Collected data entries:
####################

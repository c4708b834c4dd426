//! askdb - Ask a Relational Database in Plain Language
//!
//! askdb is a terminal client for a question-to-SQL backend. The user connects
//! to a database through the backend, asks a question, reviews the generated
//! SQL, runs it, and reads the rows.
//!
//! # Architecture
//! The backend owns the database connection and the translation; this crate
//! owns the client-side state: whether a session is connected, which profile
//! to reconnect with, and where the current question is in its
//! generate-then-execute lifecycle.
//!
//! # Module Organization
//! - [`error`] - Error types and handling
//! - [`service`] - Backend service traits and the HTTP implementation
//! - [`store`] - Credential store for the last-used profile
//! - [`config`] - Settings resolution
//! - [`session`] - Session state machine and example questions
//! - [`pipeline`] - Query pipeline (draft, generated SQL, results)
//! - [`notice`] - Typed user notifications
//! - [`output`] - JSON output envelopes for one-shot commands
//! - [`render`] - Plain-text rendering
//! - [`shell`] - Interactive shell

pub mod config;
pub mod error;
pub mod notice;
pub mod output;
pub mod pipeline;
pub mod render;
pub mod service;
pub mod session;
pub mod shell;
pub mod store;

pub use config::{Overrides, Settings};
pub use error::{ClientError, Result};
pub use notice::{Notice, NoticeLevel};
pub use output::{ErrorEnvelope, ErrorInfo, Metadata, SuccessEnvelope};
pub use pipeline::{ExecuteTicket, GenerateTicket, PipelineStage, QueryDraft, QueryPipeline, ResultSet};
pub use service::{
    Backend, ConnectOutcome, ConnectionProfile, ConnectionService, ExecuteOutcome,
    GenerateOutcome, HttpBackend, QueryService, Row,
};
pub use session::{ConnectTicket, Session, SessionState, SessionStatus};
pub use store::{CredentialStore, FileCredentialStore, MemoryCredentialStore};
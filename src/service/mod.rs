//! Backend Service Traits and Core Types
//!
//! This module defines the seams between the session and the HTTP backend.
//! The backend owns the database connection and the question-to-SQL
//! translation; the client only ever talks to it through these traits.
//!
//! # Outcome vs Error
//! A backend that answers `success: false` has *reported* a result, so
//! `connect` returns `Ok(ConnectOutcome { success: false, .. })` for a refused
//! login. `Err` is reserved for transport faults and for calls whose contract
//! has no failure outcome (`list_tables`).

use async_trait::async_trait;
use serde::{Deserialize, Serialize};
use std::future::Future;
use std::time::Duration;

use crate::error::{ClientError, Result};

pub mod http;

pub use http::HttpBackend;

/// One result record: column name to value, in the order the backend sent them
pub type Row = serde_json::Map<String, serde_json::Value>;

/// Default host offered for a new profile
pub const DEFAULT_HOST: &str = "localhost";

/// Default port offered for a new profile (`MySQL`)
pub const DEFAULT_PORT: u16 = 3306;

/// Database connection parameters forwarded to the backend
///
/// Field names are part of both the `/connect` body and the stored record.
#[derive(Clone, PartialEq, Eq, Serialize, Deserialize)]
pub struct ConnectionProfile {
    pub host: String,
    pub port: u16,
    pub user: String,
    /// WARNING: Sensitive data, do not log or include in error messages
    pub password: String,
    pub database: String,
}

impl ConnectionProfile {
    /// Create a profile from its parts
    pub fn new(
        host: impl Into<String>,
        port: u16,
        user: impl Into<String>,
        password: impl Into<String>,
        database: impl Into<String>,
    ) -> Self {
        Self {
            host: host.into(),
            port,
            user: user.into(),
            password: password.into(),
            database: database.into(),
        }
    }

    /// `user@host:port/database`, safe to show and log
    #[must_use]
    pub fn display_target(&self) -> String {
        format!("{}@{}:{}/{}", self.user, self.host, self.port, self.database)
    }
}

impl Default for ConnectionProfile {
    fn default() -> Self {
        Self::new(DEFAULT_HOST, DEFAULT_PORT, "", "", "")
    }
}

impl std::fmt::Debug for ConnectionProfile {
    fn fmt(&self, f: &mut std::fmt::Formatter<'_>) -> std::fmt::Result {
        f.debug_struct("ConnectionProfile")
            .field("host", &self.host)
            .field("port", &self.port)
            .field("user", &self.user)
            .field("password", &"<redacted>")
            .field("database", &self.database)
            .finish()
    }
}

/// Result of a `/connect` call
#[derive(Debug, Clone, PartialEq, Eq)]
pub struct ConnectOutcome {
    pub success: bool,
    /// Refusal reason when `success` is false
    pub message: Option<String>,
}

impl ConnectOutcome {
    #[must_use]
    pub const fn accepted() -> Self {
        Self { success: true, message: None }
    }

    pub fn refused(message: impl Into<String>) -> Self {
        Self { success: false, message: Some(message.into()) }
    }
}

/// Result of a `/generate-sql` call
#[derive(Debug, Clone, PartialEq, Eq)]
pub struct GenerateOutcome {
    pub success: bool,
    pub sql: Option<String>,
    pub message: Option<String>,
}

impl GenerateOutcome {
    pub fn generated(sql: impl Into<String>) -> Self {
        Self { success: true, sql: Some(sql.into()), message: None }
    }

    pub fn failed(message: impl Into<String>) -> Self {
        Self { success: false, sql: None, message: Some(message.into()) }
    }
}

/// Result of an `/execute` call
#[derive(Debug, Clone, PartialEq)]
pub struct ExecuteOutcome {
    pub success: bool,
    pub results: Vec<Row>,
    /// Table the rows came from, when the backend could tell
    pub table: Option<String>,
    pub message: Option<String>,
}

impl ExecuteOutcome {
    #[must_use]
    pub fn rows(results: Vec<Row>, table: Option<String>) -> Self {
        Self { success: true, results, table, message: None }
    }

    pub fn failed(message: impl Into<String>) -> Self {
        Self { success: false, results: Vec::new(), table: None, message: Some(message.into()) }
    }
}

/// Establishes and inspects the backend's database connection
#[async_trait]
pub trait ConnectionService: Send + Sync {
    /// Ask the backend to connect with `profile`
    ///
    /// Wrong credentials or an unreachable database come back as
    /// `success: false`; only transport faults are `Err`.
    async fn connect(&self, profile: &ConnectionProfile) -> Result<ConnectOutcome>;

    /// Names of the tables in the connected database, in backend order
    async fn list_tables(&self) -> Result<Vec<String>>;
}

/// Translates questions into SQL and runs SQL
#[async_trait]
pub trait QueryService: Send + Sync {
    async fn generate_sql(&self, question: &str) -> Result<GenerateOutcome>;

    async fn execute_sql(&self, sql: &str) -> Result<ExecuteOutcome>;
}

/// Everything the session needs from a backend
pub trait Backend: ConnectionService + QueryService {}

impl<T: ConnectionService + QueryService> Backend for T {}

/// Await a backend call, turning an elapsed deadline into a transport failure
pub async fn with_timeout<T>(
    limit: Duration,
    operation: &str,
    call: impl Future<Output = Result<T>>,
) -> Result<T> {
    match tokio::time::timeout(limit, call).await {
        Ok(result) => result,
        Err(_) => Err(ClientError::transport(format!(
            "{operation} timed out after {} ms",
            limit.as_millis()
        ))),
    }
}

####################

Task objective — Filter the records above for the string "Duration" and copy each matching line.

Answer to this problem —
use std::time::Duration;
    limit: Duration,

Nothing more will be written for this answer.